» **INSTRUCTIONS FOR THE TASK**: The lines to copy are those in the records below that hold the word "ExtensionSet".

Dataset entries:
/---

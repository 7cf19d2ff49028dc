use crate::config::ExtensionSet;
use anyhow::Result;
use indicatif::{ProgressBar, ProgressStyle};
use std::path::{Path, PathBuf};
use walkdir::WalkDir;

#[derive(Debug, Clone, PartialEq, Eq)]
pub struct FileInfo {
    pub name: String,
    pub path: PathBuf,
    pub size: u64,
}

impl FileInfo {
    /// 副檔名（含前置點），沒有時為空字串
    #[must_use]
    pub fn extension(&self) -> String {
        self.path
            .extension()
            .map(|ext| format!(".{}", ext.to_string_lossy()))
            .unwrap_or_default()
    }
}

/// 掃描結果：符合副檔名的檔案，以及被略過並需要回報的檔案
#[derive(Debug, Default)]
pub struct ScanResult {
    pub matched: Vec<FileInfo>,
    pub rejected: Vec<FileInfo>,
}

/// 掃描目錄下的檔案，依副檔名分類，按大小排序（由小到大）
///
/// 副檔名不符的檔案列入 `rejected`；隱藏檔（`.` 開頭）直接略過。
pub fn list_files(directory: &Path, extensions: &ExtensionSet) -> Result<ScanResult> {
    list_files_with_progress(directory, extensions, &ProgressBar::hidden())
}

pub fn list_files_with_progress(
    directory: &Path,
    extensions: &ExtensionSet,
    progress_bar: &ProgressBar,
) -> Result<ScanResult> {
    let mut result = ScanResult::default();

    for entry in WalkDir::new(directory)
        .follow_links(false)
        .into_iter()
        .filter_map(std::result::Result::ok)
        .filter(|entry| entry.file_type().is_file())
    {
        let Ok(metadata) = entry.metadata() else {
            continue;
        };
        let info = FileInfo {
            name: entry.file_name().to_string_lossy().to_string(),
            path: entry.into_path(),
            size: metadata.len(),
        };

        if info.name.starts_with('.') {
            continue;
        }
        if !extensions.matches(&info.path) {
            result.rejected.push(info);
            continue;
        }

        progress_bar.inc(1);
        result.matched.push(info);
    }

    result.matched.sort_by_key(|file| file.size);
    Ok(result)
}

/// 掃描用的 spinner
#[must_use]
pub fn discovery_progress_bar(directory: &Path) -> ProgressBar {
    let progress_bar = ProgressBar::new_spinner();
    if let Ok(style) = ProgressStyle::default_spinner().template("{spinner:.green} {pos} 個檔案 {msg}")
    {
        progress_bar.set_style(style);
    }
    progress_bar.set_message(format!("掃描 {} 中...", directory.display()));
    progress_bar
}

\---

» **THE ANSWER**:
use crate::config::ExtensionSet;
pub fn list_files(directory: &Path, extensions: &ExtensionSet) -> Result<ScanResult> {
    extensions: &ExtensionSet,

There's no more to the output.